La carrière de John Frankenheimer ne nous jamais ébloui, c’est un de ces artisans talentueux d’Hollywood qui n’ont pas vraiment d’œuvre, ni même de coup d’éclat. Dans sa filmographie, on retient 7 jours en Mai, Un Crime dans la tête, Ronin…
Rappelons l’argument de ce Train : 1944, la deuxième DB est aux portes de Paris, les Allemands fuient la capitale et Waldheim, un colonel allemand (Paul Scofield) se promène, de nuit, dans les couloirs du Grand Palais. Grand admirateur de peinture, il est venu voler ces toiles pour les emmener en Allemagne, au grand désarroi de la conservatrice (Suzanne Flon)… Celle-ci s’adresse à la Résistance, pour qu’elle bloque ce train pendant quelques jours, le temps que Paris soit libéré. Mais Labiche (Burt Lancaster), chef de la résistance cheminot, a d’autres chats à fouetter : stopper le ravitaillement des Allemands.
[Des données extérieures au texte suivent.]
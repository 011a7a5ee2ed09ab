//! External collaborator contracts: persistence, export, identity.
//!
//! The core treats these as opaque — wire formats and transport are theirs.
//! In-memory implementations back the demo bin and the integration tests.

use async_trait::async_trait;
use chrono::{DateTime, Utc};
use serde::{Deserialize, Serialize};
use std::collections::HashMap;
use std::fmt;
use std::sync::Mutex;
use thiserror::Error;
use uuid::Uuid;
use vitae_editor::ResumeDocument;

/// Identifier a persisted document is filed under.
#[derive(Debug, Clone, PartialEq, Eq, Hash, Serialize, Deserialize)]
#[serde(transparent)]
pub struct DocumentId(String);

impl DocumentId {
    pub fn generate() -> Self {
        Self(Uuid::new_v4().to_string())
    }

    pub fn from_raw(raw: impl Into<String>) -> Self {
        Self(raw.into())
    }

    pub fn as_str(&self) -> &str {
        &self.0
    }
}

impl fmt::Display for DocumentId {
    fn fmt(&self, f: &mut fmt::Formatter<'_>) -> fmt::Result {
        f.write_str(&self.0)
    }
}

/// Current user, for ownership stamping only — irrelevant to document
/// invariants.
#[derive(Debug, Clone, PartialEq, Eq, Serialize, Deserialize)]
#[serde(transparent)]
pub struct UserId(pub String);

#[derive(Error, Debug, Clone, PartialEq)]
pub enum PersistenceError {
    #[error("document '{0}' not found")]
    NotFound(DocumentId),

    #[error("persistence failed: {0}")]
    Backend(String),
}

#[derive(Error, Debug, Clone, PartialEq)]
pub enum ExportError {
    #[error("export failed: {0}")]
    Backend(String),
}

/// Acknowledgement of a save.
#[derive(Debug, Clone, PartialEq, Serialize, Deserialize)]
pub struct SaveReceipt {
    pub document_id: DocumentId,
    pub version: u64,
    pub saved_at: DateTime<Utc>,
}

/// Opaque store/retrieve pair for document snapshots.
#[async_trait]
pub trait DocumentRepository: Send + Sync {
    async fn save(
        &self,
        id: &DocumentId,
        owner: &UserId,
        document: &ResumeDocument,
    ) -> Result<SaveReceipt, PersistenceError>;

    async fn load(&self, id: &DocumentId) -> Result<ResumeDocument, PersistenceError>;
}

/// Produces a download artifact from a document snapshot.
#[async_trait]
pub trait DocumentExporter: Send + Sync {
    async fn export(&self, document: &ResumeDocument) -> Result<ExportArtifact, ExportError>;
}

/// Finished export: a labeled blob, format up to the exporter.
#[derive(Debug, Clone, PartialEq)]
pub struct ExportArtifact {
    pub file_name: String,
    pub bytes: Vec<u8>,
}

/// Supplies the current user id.
pub trait IdentityProvider: Send + Sync {
    fn current_user(&self) -> UserId;
}

/// Fixed identity (demo and tests).
pub struct StaticIdentity(pub UserId);

impl IdentityProvider for StaticIdentity {
    fn current_user(&self) -> UserId {
        self.0.clone()
    }
}

/// Map-backed repository. Keeps the latest snapshot per document id.
pub struct InMemoryRepository {
    documents: Mutex<HashMap<DocumentId, (UserId, ResumeDocument)>>,
}

impl InMemoryRepository {
    pub fn new() -> Self {
        Self {
            documents: Mutex::new(HashMap::new()),
        }
    }
}

impl Default for InMemoryRepository {
    fn default() -> Self {
        Self::new()
    }
}

#[async_trait]
impl DocumentRepository for InMemoryRepository {
    async fn save(
        &self,
        id: &DocumentId,
        owner: &UserId,
        document: &ResumeDocument,
    ) -> Result<SaveReceipt, PersistenceError> {
        self.documents
            .lock()
            .unwrap()
            .insert(id.clone(), (owner.clone(), document.clone()));

        Ok(SaveReceipt {
            document_id: id.clone(),
            version: document.version(),
            saved_at: Utc::now(),
        })
    }

    async fn load(&self, id: &DocumentId) -> Result<ResumeDocument, PersistenceError> {
        self.documents
            .lock()
            .unwrap()
            .get(id)
            .map(|(_, doc)| doc.clone())
            .ok_or_else(|| PersistenceError::NotFound(id.clone()))
    }
}

/// Serializes the snapshot as pretty JSON. Stands in for the page-described
/// export format, which is outside this core.
pub struct JsonExporter;

#[async_trait]
impl DocumentExporter for JsonExporter {
    async fn export(&self, document: &ResumeDocument) -> Result<ExportArtifact, ExportError> {
        let bytes = serde_json::to_vec_pretty(document)
            .map_err(|e| ExportError::Backend(e.to_string()))?;

        Ok(ExportArtifact {
            file_name: "resume.json".to_string(),
            bytes,
        })
    }
}
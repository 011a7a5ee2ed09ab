//! # Vitae Document Model
//!
//! Typed résumé sections and the schema registry that owns their shapes.
//!
//! ## Architecture
//!
//! ```text
//! ┌─────────────────────────────────────────────┐
//! │ document: sections + patches + registry     │
//! │  - Section: id + kind + title + content     │
//! │  - ContentPatch: validated partial updates  │
//! │  - SectionRegistry: per-kind schema contract│
//! └─────────────────────────────────────────────┘
//!                     ↓
//! ┌─────────────────────────────────────────────┐
//! │ editor: document store + reorder + session  │
//! └─────────────────────────────────────────────┘
//!                     ↓
//! ┌─────────────────────────────────────────────┐
//! │ evaluator: document → preview fragments     │
//! └─────────────────────────────────────────────┘
//! ```
//!
//! ## Core Principles
//!
//! 1. **Content is a tagged union**: each section kind owns a concrete
//!    payload shape — never an untyped blob
//! 2. **Patches, not assignment**: every partial update is validated against
//!    the target kind's schema before anything changes
//! 3. **Identity is immutable**: a section's id never changes for its
//!    lifetime; ordering and content do

mod content;
mod patch;
mod registry;
mod section;
mod seed;

pub use content::{
    CertificationEntry, EducationEntry, ExperienceEntry, ProjectEntry, SectionContent,
};
pub use patch::{ContentPatch, PatchError, PersonalField};
pub use registry::{RegistryError, SectionRegistry, SectionSchema};
pub use section::{Section, SectionId, SectionKind};
pub use seed::seed_sections;
//! # Section Registry
//!
//! Per-kind schema contract: default content, validation, and patch
//! application for each section kind.
//!
//! Looking up a kind that was never registered is a wiring defect, not a
//! runtime condition — `RegistryError::Unregistered` is fatal and aborts
//! initialization of the affected section type.

use crate::content::SectionContent;
use crate::patch::{ContentPatch, PatchError, PersonalField};
use crate::section::SectionKind;
use std::collections::HashMap;
use thiserror::Error;

/// Registry lookup failures.
#[derive(Error, Debug, Clone, PartialEq)]
pub enum RegistryError {
    #[error("no schema registered for section kind '{0}'")]
    Unregistered(SectionKind),
}

/// Contract every section kind implements.
///
/// `validate` and `apply` are pure: `apply` returns a fresh payload and never
/// mutates its input, so a rejected patch cannot leave partial state behind.
pub trait SectionSchema: Send + Sync + std::fmt::Debug {
    fn kind(&self) -> SectionKind;

    fn default_title(&self) -> &'static str;

    fn default_content(&self) -> SectionContent;

    fn validate(&self, content: &SectionContent) -> Result<(), PatchError>;

    fn apply(
        &self,
        content: &SectionContent,
        patch: &ContentPatch,
    ) -> Result<SectionContent, PatchError>;
}

/// Maps section kinds to their schemas.
pub struct SectionRegistry {
    schemas: HashMap<SectionKind, Box<dyn SectionSchema>>,
}

impl SectionRegistry {
    /// Registry with nothing registered (tests exercise the unregistered
    /// path through this).
    pub fn empty() -> Self {
        Self {
            schemas: HashMap::new(),
        }
    }

    /// Registry with all six standard kinds registered.
    pub fn standard() -> Self {
        let mut registry = Self::empty();
        registry.register(Box::new(PersonalSchema));
        registry.register(Box::new(EducationSchema));
        registry.register(Box::new(ExperienceSchema));
        registry.register(Box::new(ProjectsSchema));
        registry.register(Box::new(SkillsSchema));
        registry.register(Box::new(CertificationsSchema));
        registry
    }

    pub fn register(&mut self, schema: Box<dyn SectionSchema>) {
        self.schemas.insert(schema.kind(), schema);
    }

    pub fn schema_for(&self, kind: SectionKind) -> Result<&dyn SectionSchema, RegistryError> {
        self.schemas
            .get(&kind)
            .map(|s| s.as_ref())
            .ok_or(RegistryError::Unregistered(kind))
    }
}

impl Default for SectionRegistry {
    fn default() -> Self {
        Self::standard()
    }
}

fn kind_mismatch(schema: SectionKind, content: &SectionContent) -> PatchError {
    PatchError::KindMismatch {
        patch: schema,
        section: content.kind(),
    }
}

fn patch_mismatch(patch: &ContentPatch, schema: SectionKind) -> PatchError {
    PatchError::KindMismatch {
        patch: patch.target_kind(),
        section: schema,
    }
}

fn check_index(kind: SectionKind, index: usize, len: usize) -> Result<(), PatchError> {
    if index >= len {
        return Err(PatchError::EntryOutOfRange { kind, index, len });
    }
    Ok(())
}

#[derive(Debug)]
struct PersonalSchema;

impl SectionSchema for PersonalSchema {
    fn kind(&self) -> SectionKind {
        SectionKind::Personal
    }

    fn default_title(&self) -> &'static str {
        "Personal Information"
    }

    fn default_content(&self) -> SectionContent {
        SectionContent::empty(SectionKind::Personal)
    }

    fn validate(&self, content: &SectionContent) -> Result<(), PatchError> {
        match content {
            SectionContent::Personal { .. } => Ok(()),
            other => Err(kind_mismatch(self.kind(), other)),
        }
    }

    fn apply(
        &self,
        content: &SectionContent,
        patch: &ContentPatch,
    ) -> Result<SectionContent, PatchError> {
        let SectionContent::Personal {
            name,
            email,
            phone,
            location,
            summary,
        } = content
        else {
            return Err(kind_mismatch(self.kind(), content));
        };

        match patch {
            ContentPatch::SetPersonalField { field, value } => {
                let mut name = name.clone();
                let mut email = email.clone();
                let mut phone = phone.clone();
                let mut location = location.clone();
                let mut summary = summary.clone();

                match field {
                    PersonalField::Name => name = value.clone(),
                    PersonalField::Email => email = value.clone(),
                    PersonalField::Phone => phone = value.clone(),
                    PersonalField::Location => location = value.clone(),
                    PersonalField::Summary => summary = value.clone(),
                }

                Ok(SectionContent::Personal {
                    name,
                    email,
                    phone,
                    location,
                    summary,
                })
            }
            other => Err(patch_mismatch(other, self.kind())),
        }
    }
}

#[derive(Debug)]
struct SkillsSchema;

impl SectionSchema for SkillsSchema {
    fn kind(&self) -> SectionKind {
        SectionKind::Skills
    }

    fn default_title(&self) -> &'static str {
        "Skills"
    }

    fn default_content(&self) -> SectionContent {
        SectionContent::empty(SectionKind::Skills)
    }

    fn validate(&self, content: &SectionContent) -> Result<(), PatchError> {
        let SectionContent::Skills { skills } = content else {
            return Err(kind_mismatch(self.kind(), content));
        };

        for (i, skill) in skills.iter().enumerate() {
            if skill.trim().is_empty() {
                return Err(PatchError::EmptySkill);
            }
            if skills[..i].iter().any(|s| s == skill) {
                return Err(PatchError::DuplicateSkill(skill.clone()));
            }
        }
        Ok(())
    }

    fn apply(
        &self,
        content: &SectionContent,
        patch: &ContentPatch,
    ) -> Result<SectionContent, PatchError> {
        let SectionContent::Skills { skills } = content else {
            return Err(kind_mismatch(self.kind(), content));
        };

        match patch {
            ContentPatch::AddSkill { skill } => {
                let skill = skill.trim();
                if skill.is_empty() {
                    return Err(PatchError::EmptySkill);
                }
                if skills.iter().any(|s| s == skill) {
                    return Err(PatchError::DuplicateSkill(skill.to_string()));
                }

                let mut skills = skills.clone();
                skills.push(skill.to_string());
                Ok(SectionContent::Skills { skills })
            }
            ContentPatch::RemoveSkill { skill } => {
                let mut skills = skills.clone();
                skills.retain(|s| s != skill);
                Ok(SectionContent::Skills { skills })
            }
            other => Err(patch_mismatch(other, self.kind())),
        }
    }
}

#[derive(Debug)]
struct EducationSchema;

impl SectionSchema for EducationSchema {
    fn kind(&self) -> SectionKind {
        SectionKind::Education
    }

    fn default_title(&self) -> &'static str {
        "Education"
    }

    fn default_content(&self) -> SectionContent {
        SectionContent::empty(SectionKind::Education)
    }

    fn validate(&self, content: &SectionContent) -> Result<(), PatchError> {
        match content {
            SectionContent::Education { .. } => Ok(()),
            other => Err(kind_mismatch(self.kind(), other)),
        }
    }

    fn apply(
        &self,
        content: &SectionContent,
        patch: &ContentPatch,
    ) -> Result<SectionContent, PatchError> {
        let SectionContent::Education { entries } = content else {
            return Err(kind_mismatch(self.kind(), content));
        };

        match patch {
            ContentPatch::AddEducation { entry } => {
                let mut entries = entries.clone();
                entries.push(entry.clone());
                Ok(SectionContent::Education { entries })
            }
            ContentPatch::UpdateEducation { index, entry } => {
                check_index(self.kind(), *index, entries.len())?;
                let mut entries = entries.clone();
                entries[*index] = entry.clone();
                Ok(SectionContent::Education { entries })
            }
            ContentPatch::RemoveEducation { index } => {
                check_index(self.kind(), *index, entries.len())?;
                let mut entries = entries.clone();
                entries.remove(*index);
                Ok(SectionContent::Education { entries })
            }
            other => Err(patch_mismatch(other, self.kind())),
        }
    }
}

#[derive(Debug)]
struct ExperienceSchema;

impl SectionSchema for ExperienceSchema {
    fn kind(&self) -> SectionKind {
        SectionKind::Experience
    }

    fn default_title(&self) -> &'static str {
        "Work Experience"
    }

    fn default_content(&self) -> SectionContent {
        SectionContent::empty(SectionKind::Experience)
    }

    fn validate(&self, content: &SectionContent) -> Result<(), PatchError> {
        match content {
            SectionContent::Experience { .. } => Ok(()),
            other => Err(kind_mismatch(self.kind(), other)),
        }
    }

    fn apply(
        &self,
        content: &SectionContent,
        patch: &ContentPatch,
    ) -> Result<SectionContent, PatchError> {
        let SectionContent::Experience { entries } = content else {
            return Err(kind_mismatch(self.kind(), content));
        };

        match patch {
            ContentPatch::AddExperience { entry } => {
                let mut entries = entries.clone();
                entries.push(entry.clone());
                Ok(SectionContent::Experience { entries })
            }
            ContentPatch::UpdateExperience { index, entry } => {
                check_index(self.kind(), *index, entries.len())?;
                let mut entries = entries.clone();
                entries[*index] = entry.clone();
                Ok(SectionContent::Experience { entries })
            }
            ContentPatch::RemoveExperience { index } => {
                check_index(self.kind(), *index, entries.len())?;
                let mut entries = entries.clone();
                entries.remove(*index);
                Ok(SectionContent::Experience { entries })
            }
            other => Err(patch_mismatch(other, self.kind())),
        }
    }
}

#[derive(Debug)]
struct ProjectsSchema;

impl SectionSchema for ProjectsSchema {
    fn kind(&self) -> SectionKind {
        SectionKind::Projects
    }

    fn default_title(&self) -> &'static str {
        "Projects"
    }

    fn default_content(&self) -> SectionContent {
        SectionContent::empty(SectionKind::Projects)
    }

    fn validate(&self, content: &SectionContent) -> Result<(), PatchError> {
        match content {
            SectionContent::Projects { .. } => Ok(()),
            other => Err(kind_mismatch(self.kind(), other)),
        }
    }

    fn apply(
        &self,
        content: &SectionContent,
        patch: &ContentPatch,
    ) -> Result<SectionContent, PatchError> {
        let SectionContent::Projects { entries } = content else {
            return Err(kind_mismatch(self.kind(), content));
        };

        match patch {
            ContentPatch::AddProject { entry } => {
                let mut entries = entries.clone();
                entries.push(entry.clone());
                Ok(SectionContent::Projects { entries })
            }
            ContentPatch::UpdateProject { index, entry } => {
                check_index(self.kind(), *index, entries.len())?;
                let mut entries = entries.clone();
                entries[*index] = entry.clone();
                Ok(SectionContent::Projects { entries })
            }
            ContentPatch::RemoveProject { index } => {
                check_index(self.kind(), *index, entries.len())?;
                let mut entries = entries.clone();
                entries.remove(*index);
                Ok(SectionContent::Projects { entries })
            }
            other => Err(patch_mismatch(other, self.kind())),
        }
    }
}

#[derive(Debug)]
struct CertificationsSchema;

impl SectionSchema for CertificationsSchema {
    fn kind(&self) -> SectionKind {
        SectionKind::Certifications
    }

    fn default_title(&self) -> &'static str {
        "Certifications"
    }

    fn default_content(&self) -> SectionContent {
        SectionContent::empty(SectionKind::Certifications)
    }

    fn validate(&self, content: &SectionContent) -> Result<(), PatchError> {
        match content {
            SectionContent::Certifications { .. } => Ok(()),
            other => Err(kind_mismatch(self.kind(), other)),
        }
    }

    fn apply(
        &self,
        content: &SectionContent,
        patch: &ContentPatch,
    ) -> Result<SectionContent, PatchError> {
        let SectionContent::Certifications { entries } = content else {
            return Err(kind_mismatch(self.kind(), content));
        };

        match patch {
            ContentPatch::AddCertification { entry } => {
                let mut entries = entries.clone();
                entries.push(entry.clone());
                Ok(SectionContent::Certifications { entries })
            }
            ContentPatch::UpdateCertification { index, entry } => {
                check_index(self.kind(), *index, entries.len())?;
                let mut entries = entries.clone();
                entries[*index] = entry.clone();
                Ok(SectionContent::Certifications { entries })
            }
            ContentPatch::RemoveCertification { index } => {
                check_index(self.kind(), *index, entries.len())?;
                let mut entries = entries.clone();
                entries.remove(*index);
                Ok(SectionContent::Certifications { entries })
            }
            other => Err(patch_mismatch(other, self.kind())),
        }
    }
}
Faut-il sacrifier une quelconque humaine pour quelques tableaux ? Le film va poser cette question philosophique comme un fil rouge, sans jamais vraiment y répondre. Mais pour cela, il convoque tous les talents possibles du cinéma. Car, n’hésitons pas à le dire (à CineFast on ne fait pas dans la demi-mesure), ce film est parfait.
La photo d’abord. Un noir et blanc somptueux (dû à deux chef op français, Jean Tournier et Walter Wottitz) qui met en valeur les visages couverts de charbon de Michel Simon et de Burt Lancaster, deux genres de beauté, on en conviendra, très différents. Les cadrages sont magnifiques de précision : un premier plan avec des clous de rail saboté, et au fond, en flou, les bottes allemandes qui s’approchent. Le casting est parfait. Mélange d’acteurs français connus (Suzanne Flon, Michel Simon, Jeanne Moreau) et d’autres au visage connu (Jacques Marin, Albert Rémy, Charles Millot), appareillés à un Burt Lancaster minéral en résistant antihéros. En face, un couple illustrant deux visions de la défaite allemande Scofield en colonel jusqu’au-boutiste et Wolfgang Preiss en commandant désabusé.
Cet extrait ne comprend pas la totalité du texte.